Andreas Dionisopoulos scored a pair of tries – and had two others erased on penalties – as the McGill’s men’s rugby team hammered Harvard 47-15 in the 38th annual Covo Cup Classic, played before a record crowd of 1,560 at Percival Molson Memorial Stadium, Saturday. The Cup was presented by McGill principal and vice-chancellor Suzanne Fortier to team captain Jessen Gibbs, a software engineering senior from White Rock, B.C.
Despite a light drizzle throughout most of the game, the event surpassed the school’s previous rugby attendance high set on Nov. 13, 2015, when a crowd of 997 watched McGill edge the Montreal Carabins 10-9 in the RSEQ conference championship game at Molson Stadium.
McGill has now won eight straight Cup victories over the prestigious Ivy League school from Cambridge, Mass., and owns a 24-14 lifetime record in the almost annual competition which was initiated in 1974 to mark the centennial of the 1874 meeting, the first ever rugby-football game played in North America between two collegiate clubs.
McGill, which led 26-3 at halftime, tallied four first-half tries and added three more in the second stanza. “We’ve had a little more practice time on the field than Harvard had and it showed a bit,” said McGill head coach Ian Baillie. “Our structures and patterns were more crisp because we’ve had the opportunity to play once already where they haven’t. Lots of real good rugby plays – but still lots to work on. I was really happy with how aggressively we played, particularly our defending. We had a couple of lulls but in an 80-minute game, they do happen. We responded well out of them. I didn’t like that we lulled right at the end but the first time that we did, we quickly got our composure and discipline back and focused on handling the game again after Harvard had taken it away from us for a few minutes.”
Playing from the No.8 position, Dionisopoulos, a domineering 6-foot-1, 226-pound microbiology sophomore from Montreal, scored a scrum try in the 14th minute to give his side a 12-0 lead then added another major in the 60th minute, upping the score to 33-8 – just minutes after Harvard had notched one – to erase any hopes of a Crimson comeback. “Dion was very good, he was our player of the day for certain,” noted Baillie. “His attack and defence was very strong, His command of the scrum and his control gave us all that set-piece platform to work off of.”
Winger Jack Tucker, a mechanical engineering freshman from Toronto, scored eight points, converting four of his five attempts.
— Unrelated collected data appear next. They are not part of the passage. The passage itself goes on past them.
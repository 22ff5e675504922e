use smallvec::SmallVec;

/// The type of a [`Cell`].
#[derive(Copy, Clone, Debug, PartialEq, Eq, Hash)]
#[cfg_attr(feature = "serde-serialize", derive(Serialize, Deserialize))]
pub enum CellType {
    /// A triangle.
    Triangle,
    /// A line segment or a polyline.
    Line,
    /// An arbitrary polygon.
    Polygon,
}

/// A cell of a [`SurfaceMesh`](crate::shape::SurfaceMesh), given by the ids of its points.
#[derive(Clone, Debug, PartialEq, Eq, Hash)]
#[cfg_attr(feature = "serde-serialize", derive(Serialize, Deserialize))]
pub enum Cell {
    /// A triangle. This is the only kind of cell that can be cut by loops.
    Triangle([u32; 3]),
    /// A line (two points) or a polyline (more than two points).
    ///
    /// Lines are constraints: they are split where loops cross them but are never removed.
    Line(Vec<u32>),
    /// A closed polygon with at least three points.
    ///
    /// Polygons of a loop mesh define the cutting loops. Polygons of the cut surface are passed
    /// through untouched.
    Polygon(Vec<u32>),
}

impl Cell {
    /// The type of this cell.
    pub fn cell_type(&self) -> CellType {
        match self {
            Cell::Triangle(_) => CellType::Triangle,
            Cell::Line(_) => CellType::Line,
            Cell::Polygon(_) => CellType::Polygon,
        }
    }

    /// The ids of the points of this cell.
    pub fn point_ids(&self) -> &[u32] {
        match self {
            Cell::Triangle(ids) => ids,
            Cell::Line(ids) | Cell::Polygon(ids) => ids,
        }
    }

    /// Can this cell be split by loop edges?
    pub fn is_splittable(&self) -> bool {
        matches!(self, Cell::Triangle(_) | Cell::Line(_))
    }

    /// Is this cell a closed polygon (triangles included)?
    pub fn is_closed(&self) -> bool {
        matches!(self, Cell::Triangle(_) | Cell::Polygon(_))
    }

    /// The minimum number of points this type of cell needs.
    pub fn min_point_count(&self) -> usize {
        match self {
            Cell::Triangle(_) | Cell::Polygon(_) => 3,
            Cell::Line(_) => 2,
        }
    }

    /// The edges of this cell, as pairs of point ids.
    ///
    /// Closed cells include the edge from their last point back to the first one.
    pub fn edges(&self) -> SmallVec<[[u32; 2]; 4]> {
        let ids = self.point_ids();

        if ids.len() < 2 {
            return SmallVec::new();
        }

        let mut result: SmallVec<[[u32; 2]; 4]> =
            ids.windows(2).map(|pair| [pair[0], pair[1]]).collect();

        if self.is_closed() {
            result.push([ids[ids.len() - 1], ids[0]]);
        }

        result
    }
}
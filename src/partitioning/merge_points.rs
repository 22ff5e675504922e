use crate::math::{Point3, Real};
use hashbrown::HashMap;
use smallvec::SmallVec;

/// Grid-based point set merging points closer than a tolerance.
///
/// Space is divided in cubic cells of size `2 * tolerance`, so any point within `tolerance` of a
/// query lies in the query's cell or in one of its 26 neighbors.
#[derive(Clone, Debug)]
pub struct MergePoints {
    points: Vec<Point3<Real>>,
    cells: HashMap<[i64; 3], SmallVec<[u32; 4]>>,
    cell_size: Real,
    tolerance: Real,
}

impl MergePoints {
    /// An empty point set.
    pub fn new(tolerance: Real) -> Self {
        Self {
            points: Vec::new(),
            cells: HashMap::new(),
            cell_size: tolerance * 2.0,
            tolerance,
        }
    }

    /// A point set initialized with `points`.
    ///
    /// Every point is inserted without merging so the point `i` is given the id `i`.
    pub fn seeded(points: &[Point3<Real>], tolerance: Real) -> Self {
        let mut result = Self::new(tolerance);
        result.points.reserve(points.len());

        for pt in points {
            let _ = result.insert(*pt);
        }

        result
    }

    #[inline]
    fn cell_key(&self, pt: &Point3<Real>) -> [i64; 3] {
        let discretize = |v: Real| (v / self.cell_size).floor() as i64;
        [discretize(pt.x), discretize(pt.y), discretize(pt.z)]
    }

    fn insert(&mut self, pt: Point3<Real>) -> u32 {
        let id = self.points.len() as u32;
        let key = self.cell_key(&pt);
        self.cells.entry(key).or_default().push(id);
        self.points.push(pt);
        id
    }

    /// The id of the closest point within tolerance of `pt`, if any.
    ///
    /// When several points are equally close, the lowest id wins.
    pub fn find(&self, pt: &Point3<Real>) -> Option<u32> {
        let key = self.cell_key(pt);
        let tol2 = self.tolerance * self.tolerance;
        let mut best: Option<(Real, u32)> = None;

        for dx in -1..=1 {
            for dy in -1..=1 {
                for dz in -1..=1 {
                    let Some(ids) = self.cells.get(&[key[0] + dx, key[1] + dy, key[2] + dz])
                    else {
                        continue;
                    };

                    for id in ids {
                        let dist2 = na::distance_squared(&self.points[*id as usize], pt);

                        if dist2 <= tol2
                            && best.map_or(true, |(d, i)| dist2 < d || (dist2 == d && *id < i))
                        {
                            best = Some((dist2, *id));
                        }
                    }
                }
            }
        }

        best.map(|(_, id)| id)
    }

    /// Returns the id of an existing point within tolerance of `pt`, or inserts `pt`.
    ///
    /// The boolean is `true` if `pt` was inserted.
    pub fn insert_or_merge(&mut self, pt: Point3<Real>) -> (u32, bool) {
        match self.find(&pt) {
            Some(id) => (id, false),
            None => (self.insert(pt), true),
        }
    }

    /// All the points of this set, indexed by their id.
    pub fn points(&self) -> &[Point3<Real>] {
        &self.points
    }

    /// Consumes this set, returning its points indexed by their id.
    pub fn into_points(self) -> Vec<Point3<Real>> {
        self.points
    }

    /// The number of points of this set.
    pub fn len(&self) -> usize {
        self.points.len()
    }

    /// Is this set empty?
    pub fn is_empty(&self) -> bool {
        self.points.is_empty()
    }
}

/// A point set able to deduplicate the points created while cutting a surface.
///
/// Before the cut, the set must contain exactly the points of the surface being cut, with their
/// original ids.
pub trait PointMerger {
    /// Returns the id of an existing point within tolerance of `pt`, or inserts `pt`.
    ///
    /// The boolean is `true` if `pt` was inserted, in which case its id must be the number of
    /// points before the insertion.
    fn insert_or_merge(&mut self, pt: Point3<Real>) -> (u32, bool);

    /// All the points of this set, indexed by their id.
    fn points(&self) -> &[Point3<Real>];

    /// Consumes this set, returning its points indexed by their id.
    fn into_points(self) -> Vec<Point3<Real>>
    where
        Self: Sized,
    {
        self.points().to_vec()
    }
}

impl PointMerger for MergePoints {
    fn insert_or_merge(&mut self, pt: Point3<Real>) -> (u32, bool) {
        MergePoints::insert_or_merge(self, pt)
    }

    fn points(&self) -> &[Point3<Real>] {
        &self.points
    }

    fn into_points(self) -> Vec<Point3<Real>> {
        self.points
    }
}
Other tries for McGill were scored by senior Josh Wordern, sophomore Thomas Richards, junior Benjamin Russell, rookie Jacob Robb and sophomore Owen Cumming. Rounding out the McGill scoring was freshman Ian McDowell of Dorval, Que., who went 2-for-2 on his convert attempts.
“The Covo Cup is a big deal to the players,” added Baillie. “They picked up on the energy from our alumni and the importance and history of this event and the significance of it. You could tell at the end when they hoisted the Cup, their reaction to it showed how big a deal this was for them. It was a fantastic crowd too and the players had that extra push because of it, they fed off each other. This event will do an awful lot for promotion of the game and the sport.”
Leading the scoring for Harvard was Ryan Santos, a fly-half from The Philippines, who tallied five points. He was awarded a first-half penalty goal and connected from 33 yards out to narrow the gap to 14-3 in the 39th minute. Santos, who converted a try by Gavin Prentice, also missed a conversion on a try by Sebastian Schwartz.
McGill, which defeated RMC 19-5 in their preseason opener last week in Kingston, Ont., is now 2-0 overall and will turn their focus on the RSEQ conference opener at Concordia on Saturday, Sept. 14 at 3 pm.
GAME NOTES: The trophy is named in memory of the late Peter Covo, a former multi-sport athlete at McGill, who went on to become a professor and rugby coach at the University but perished in a tragic car accident in 1973. His two sons, David and Ken Covo, were both in attendance at this contest, as was Chris Herten-Greaven, who refereed the first Covo Cup game, a 6-3 McGill victory, in 1974.